I think the key is to search until you find someone that does get you the wines that you like, and the wines you will really like but just don’t know it yet, and then build the relationship from there.
I did extremely well listening to Greg dal Piaz when he was at Astor many years ago, from California to Italy. More recently Bob Millman at Grapes in White Plains has flagged up a bunch of offbeat things that I’ve loved (Chilean, French, Italian). And I’ve seldom been steered wrong by Chambers Street’s e-mails. You just have to know who’s doing the recommending and whether your tastes align.
Some salesfolk are quite helpful. When I was first starting out, there were a couple of guys at Big Y Wines (Northampton, Mass.) who did a great job of recommending a variety of wines and – most importantly – listening to feedback as to which onees I really enjoyed and which ones I didn’t, using that info to fine-tune further recommendations.

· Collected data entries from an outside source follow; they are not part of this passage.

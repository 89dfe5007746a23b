//! # pitch-gauge-core
//!
//! Platform-agnostic core of the pitch gauge tuner.
//!
//! Provides the capture recovery state machine, the double-mapped history
//! buffer, autocorrelation pitch estimation, and the mapping to gauge needle
//! positions. Platform backends (ALSA on Linux) implement the `PcmDevice`
//! trait and plug into the generic `Tuner`.
//!
//! ## Architecture
//!
//! ```text
//! pitch-gauge-core (this crate)
//! ├── traits/       ← PcmDevice, GaugeOutput
//! ├── models/       ← CaptureError, DeviceState, TunerConfiguration, PitchEstimate
//! ├── processing/   ← VirtualRingBuffer, autocorrelation, musical mapping, meter
//! ├── session/      ← CaptureEngine, Tuner (generic orchestrator)
//! └── output/       ← GaugeFrame wire format, LogGauge, GaugeSweep
//! ```

pub mod models;
pub mod output;
pub mod processing;
pub mod session;
pub mod traits;

// Re-export key types at crate root for convenience.
pub use models::config::{AnalysisWindow, CaptureParams, RatePolicy, TunerConfiguration};
pub use models::error::{CaptureError, DeviceError, RingBufferError};
pub use models::pitch::{GaugeReading, PeriodLevels, PitchEstimate};
pub use models::state::DeviceState;
pub use output::gauge_frame::GaugeFrame;
pub use output::log_gauge::LogGauge;
pub use output::sweep::GaugeSweep;
pub use processing::estimator::PitchEstimator;
pub use processing::ring_buffer::VirtualRingBuffer;
pub use session::capture_engine::CaptureEngine;
pub use session::tuner::Tuner;
pub use traits::gauge_output::GaugeOutput;
pub use traits::pcm_device::{MappedArea, PcmDevice};
use parking_lot::Mutex;

use crate::models::pitch::GaugeReading;
use crate::traits::gauge_output::GaugeOutput;

/// Gauge output for machines without the needle board: each reading is
/// logged as a JSON line at `info` level.
#[derive(Debug, Default)]
pub struct LogGauge {
    shown: Mutex<u64>,
}

impl LogGauge {
    pub fn new() -> Self {
        Self::default()
    }

    /// Readings logged so far.
    pub fn shown(&self) -> u64 {
        *self.shown.lock()
    }
}

impl GaugeOutput for LogGauge {
    fn show(&self, reading: &GaugeReading) {
        match serde_json::to_string(reading) {
            Ok(json) => log::info!("gauge {}", json),
            Err(e) => log::warn!("failed to serialize gauge reading: {}", e),
        }
        *self.shown.lock() += 1;
    }
}
use thiserror::Error;

/// Fatal errors: the deployment cannot satisfy the tuner's assumptions.
///
/// Everything recoverable is handled inside the capture engine and never
/// reaches this type.
#[derive(Debug, Error, Clone, PartialEq, Eq)]
pub enum CaptureError {
    #[error("device not available: {0}")]
    DeviceNotAvailable(String),

    #[error("configuration failed: {0}")]
    ConfigurationFailed(String),

    #[error("inexact sample rate {requested} Hz (hardware offers {actual} Hz)")]
    InexactRate { requested: u32, actual: u32 },

    #[error("ring buffer: {0}")]
    RingBuffer(#[from] RingBufferError),

    #[error("mapped area is not contiguous: {0}")]
    NonContiguousLayout(String),
}

/// Errors from the double-mapped ring buffer setup.
#[derive(Debug, Error, Clone, PartialEq, Eq)]
pub enum RingBufferError {
    #[error("requested capacity is zero")]
    ZeroCapacity,

    #[error("granularity {unit} is not a multiple of the {page}-byte host page")]
    BadGranularity { unit: usize, page: usize },

    #[error("{op} failed: errno {errno}")]
    Os { op: &'static str, errno: i32 },

    #[error("mirror placed at {actual:#x}, expected {expected:#x}")]
    Misplaced { expected: usize, actual: usize },
}

/// Error codes reported by a capture device operation.
///
/// These are recoverable; the capture engine decides what to do with them.
#[derive(Debug, Error, Clone, Copy, PartialEq, Eq)]
pub enum DeviceError {
    #[error("overrun")]
    Overrun,

    #[error("stream suspended")]
    Suspended,

    #[error("try again")]
    TryAgain,

    #[error("device lost")]
    Disconnected,

    #[error("mapped area layout unsupported")]
    Layout,

    #[error("{op} failed: errno {errno}")]
    Io { op: &'static str, errno: i32 },
}
use std::mem;
use std::sync::atomic::{AtomicBool, Ordering};
use std::sync::Arc;

use crate::models::config::TunerConfiguration;
use crate::models::error::CaptureError;
use crate::models::pitch::{GaugeReading, PitchEstimate};
use crate::processing::estimator::PitchEstimator;
use crate::processing::ring_buffer::VirtualRingBuffer;
use crate::session::capture_engine::CaptureEngine;
use crate::traits::gauge_output::GaugeOutput;
use crate::traits::pcm_device::PcmDevice;

/// Top-level tuner: capture, history, analysis, display.
///
/// ```text
/// [PcmDevice] → [CaptureEngine] → i16→f32 → [VirtualRingBuffer]
///                                                   ↓ past(nf)
///                          [GaugeOutput] ← [PitchEstimator]
/// ```
///
/// Owns every resource; dropping the tuner closes the device and unmaps
/// the ring buffer.
pub struct Tuner<D: PcmDevice> {
    engine: CaptureEngine<D>,
    ring: VirtualRingBuffer,
    estimator: PitchEstimator,
    gauge: Arc<dyn GaugeOutput>,
    scratch: Vec<f32>,
    analysis_interval: usize,
    periods_since_estimate: usize,
    captured: usize,
}

impl<D: PcmDevice> Tuner<D> {
    pub fn new(
        engine: CaptureEngine<D>,
        config: &TunerConfiguration,
        gauge: Arc<dyn GaugeOutput>,
    ) -> Result<Self, CaptureError> {
        config.validate().map_err(CaptureError::ConfigurationFailed)?;

        let params = *engine.params();
        let window = config.analysis_window(&params);
        let ring_bytes = (window.history + params.period_frames) * mem::size_of::<f32>();
        let ring = VirtualRingBuffer::with_unit(ring_bytes, config.page_unit)?;

        log::info!(
            "tuner: {} Hz, period {} frames, {} lags over {} samples, ring {} bytes",
            params.sample_rate_hz,
            params.period_frames,
            window.lags,
            window.history,
            ring.capacity()
        );

        Ok(Self {
            estimator: PitchEstimator::new(window, params.sample_rate_hz, config),
            engine,
            ring,
            gauge,
            scratch: Vec::with_capacity(params.period_frames),
            analysis_interval: config.analysis_interval,
            periods_since_estimate: 0,
            captured: 0,
        })
    }

    pub fn engine(&self) -> &CaptureEngine<D> {
        &self.engine
    }

    /// Deliver one period and, when due, estimate and display.
    ///
    /// Returns the estimate if this step ran an analysis cycle.
    pub fn step(&mut self) -> Result<Option<PitchEstimate>, CaptureError> {
        let ring = &mut self.ring;
        let scratch = &mut self.scratch;
        let delivered = self.engine.deliver_period(|samples| {
            scratch.clear();
            scratch.extend(samples.iter().map(|&s| s as f32));
            ring.append_samples(scratch.as_slice());
        })?;

        if delivered == 0 {
            return Ok(None);
        }
        self.captured = self.captured.saturating_add(delivered);
        self.periods_since_estimate += 1;

        let history = self.estimator.window().history;
        if self.captured < history || self.periods_since_estimate < self.analysis_interval {
            return Ok(None);
        }
        self.periods_since_estimate = 0;

        let estimate = self.estimator.estimate(self.ring.past_samples(history));
        match estimate.frequency_hz {
            Some(f) => log::debug!("pitch {:.2} Hz, energy {:.0}", f, estimate.energy),
            None => log::debug!("no pitch, energy {:.0}", estimate.energy),
        }
        self.gauge.show(&estimate.reading());
        Ok(Some(estimate))
    }

    /// Run until `stop` is set, then park the gauges.
    ///
    /// Returns early only on a fatal capture error.
    pub fn run(&mut self, stop: &AtomicBool) -> Result<(), CaptureError> {
        while !stop.load(Ordering::Relaxed) {
            self.step()?;
        }
        log::info!("tuner stopped after {} frames", self.captured);
        self.gauge.show(&GaugeReading::NEUTRAL);
        Ok(())
    }
}

#[cfg(test)]
mod tests {
    use std::f32::consts::PI;

    use approx::{assert_abs_diff_eq, assert_relative_eq};
    use parking_lot::Mutex;

    use super::*;
    use crate::models::config::CaptureParams;
    use crate::processing::musical::mod1rd;
    use crate::session::fake_device::{FakeDevice, MapScript};

    const RATE: u32 = 48_000;

    #[derive(Default)]
    struct RecordingGauge {
        readings: Mutex<Vec<GaugeReading>>,
        stop_after: Option<(usize, Arc<AtomicBool>)>,
    }

    impl GaugeOutput for RecordingGauge {
        fn show(&self, reading: &GaugeReading) {
            let mut readings = self.readings.lock();
            readings.push(*reading);
            if let Some((limit, stop)) = &self.stop_after {
                if readings.len() >= *limit {
                    stop.store(true, Ordering::Relaxed);
                }
            }
        }
    }

    fn no_sleep(_: std::time::Duration) {}

    fn a440(n: usize) -> i16 {
        (8000.0 * (2.0 * PI * 440.0 * n as f32 / RATE as f32).sin()) as i16
    }

    fn tuner(
        device: FakeDevice,
        config: &TunerConfiguration,
        gauge: Arc<RecordingGauge>,
    ) -> Tuner<FakeDevice> {
        let params = CaptureParams::derive(RATE, config.f_min());
        let engine = CaptureEngine::new(device, params).with_sleeper(no_sleep);
        Tuner::new(engine, config, gauge).unwrap()
    }

    #[test]
    fn a440_end_to_end() {
        let config = TunerConfiguration::default();
        let gauge = Arc::new(RecordingGauge::default());
        let mut tuner = tuner(FakeDevice::new(2048).with_signal(a440), &config, gauge.clone());

        // 8192 samples of history are needed: 4 periods of 2048.
        for _ in 0..3 {
            assert_eq!(tuner.step().unwrap(), None);
        }
        let estimate = tuner.step().unwrap().expect("estimate after four periods");

        assert_relative_eq!(estimate.frequency_hz.unwrap(), 440.0, max_relative = 0.01);
        assert!(estimate.loudness > 0.9);
        assert_abs_diff_eq!(estimate.octave, 4.75 / 8.0, epsilon = 1e-3);
        assert_abs_diff_eq!(estimate.semitone, 0.75, epsilon = 5e-3);
        // A4 sits on a semitone boundary, so deviation may land either side of 0.
        let deviation = mod1rd(estimate.deviation);
        assert!(deviation.min(1.0 - deviation) < 1e-2, "deviation {}", estimate.deviation);

        let readings = gauge.readings.lock();
        assert_eq!(readings.len(), 1);
        assert_eq!(readings[0], estimate.reading());
    }

    #[test]
    fn analysis_interval_skips_periods() {
        let config = TunerConfiguration { analysis_interval: 2, ..Default::default() };
        let gauge = Arc::new(RecordingGauge::default());
        let mut tuner = tuner(FakeDevice::new(2048).with_signal(a440), &config, gauge.clone());

        let analysed: Vec<bool> = (0..8).map(|_| tuner.step().unwrap().is_some()).collect();
        assert_eq!(analysed, [false, false, false, true, false, true, false, true]);
        assert_eq!(gauge.readings.lock().len(), 3);
    }

    #[test]
    fn silence_shows_neutral_needles() {
        let config = TunerConfiguration::default();
        let gauge = Arc::new(RecordingGauge::default());
        let mut tuner = tuner(FakeDevice::new(2048), &config, gauge.clone());

        for _ in 0..4 {
            tuner.step().unwrap();
        }
        let readings = gauge.readings.lock();
        assert_eq!(readings.as_slice(), [GaugeReading::NEUTRAL]);
    }

    #[test]
    fn dropped_period_does_not_count_as_history() {
        let config = TunerConfiguration::default();
        let gauge = Arc::new(RecordingGauge::default());
        let mut device = FakeDevice::new(2048).with_signal(a440);
        device.map.push_back(MapScript::Short(10));
        let mut tuner = tuner(device, &config, gauge);

        let analysed: Vec<bool> = (0..5).map(|_| tuner.step().unwrap().is_some()).collect();
        assert_eq!(analysed, [false, false, false, false, true]);
    }

    #[test]
    fn run_stops_on_flag_and_parks_gauges() {
        let stop = Arc::new(AtomicBool::new(false));
        let gauge = Arc::new(RecordingGauge {
            readings: Mutex::new(Vec::new()),
            stop_after: Some((2, stop.clone())),
        });
        let config = TunerConfiguration::default();
        let mut tuner = tuner(FakeDevice::new(2048).with_signal(a440), &config, gauge.clone());

        tuner.run(&stop).unwrap();

        let readings = gauge.readings.lock();
        assert_eq!(readings.len(), 3);
        assert_eq!(readings[2], GaugeReading::NEUTRAL);
    }

    #[test]
    fn run_surfaces_fatal_layout() {
        let mut device = FakeDevice::new(2048);
        device.map.push_back(MapScript::Layout { first_bit: 16, step_bits: 16 });
        let config = TunerConfiguration::default();
        let mut tuner = tuner(device, &config, Arc::new(RecordingGauge::default()));

        let err = tuner.run(&AtomicBool::new(false)).unwrap_err();
        assert!(matches!(err, CaptureError::NonContiguousLayout(_)));
    }

    #[test]
    fn invalid_config_is_rejected() {
        let config = TunerConfiguration::default();
        let bad = TunerConfiguration { peak_threshold: 2.0, ..Default::default() };
        let params = CaptureParams::derive(RATE, config.f_min());
        let engine = CaptureEngine::new(FakeDevice::new(2048), params);

        let result = Tuner::new(engine, &bad, Arc::new(RecordingGauge::default()));
        assert!(matches!(result, Err(CaptureError::ConfigurationFailed(_))));
    }
}
use crate::models::pitch::PeriodLevels;

/// Level statistics over raw 16-bit samples.
///
/// Used as a trace-level health check on each delivered period, so a dead or
/// clipping input shows up in the logs before the pitch gauges go quiet.
#[derive(Debug, Clone, Copy, Default)]
pub struct PeriodMeter;

impl PeriodMeter {
    /// Peak absolute value, mean, and mean absolute value of `samples`.
    pub fn measure(samples: &[i16]) -> PeriodLevels {
        if samples.is_empty() {
            return PeriodLevels::default();
        }

        let mut peak = 0i32;
        let mut sum = 0i64;
        let mut sum_abs = 0i64;
        for &s in samples {
            let abs = (s as i32).abs();
            peak = peak.max(abs);
            sum += s as i64;
            sum_abs += abs as i64;
        }

        let n = samples.len() as f64;
        PeriodLevels {
            peak: peak as f32,
            mean: (sum as f64 / n) as f32,
            mean_abs: (sum_abs as f64 / n) as f32,
        }
    }
}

One of the things I really like about buying from the importers I work with who sell direct to consumer is that, though I am sure I won’t like every wine they bring in, I am confident they are excited about every single one and are rarely if ever falling into that trap of a salesperson trying to move what the store needs to sell. A high hit rate on recommendations is always a matter of trusting the salesperson and yourself - your own filter will help you enormously.
I usually don’t seek out advice. I get it anyway - the salesperson was enthused and I think liked the wine. I think some people are not as discriminating and don’t notice flaws as much as I do. No need to return the opened bottle. I will finish it. The part that surprised me was that the Rose was not innocuous - it had strong aromas but the taste was not as bad. I typically do not dis many wines especially Roses on the boards. I think it had 96 from Decanter. Can’t fathom that.
Wine selection in the store is great - my preferences are just not aligned with most of the salespeople.
Well, for starters, few here are trying to sell me anything or have a profit motive in seeing to it that I buy anything. No one’s getting a commission or has been told to “get this pinot gris crap off the floor.” Indeed, it is often against the vested interests of board members to pimp a particular wine as stock may disappear.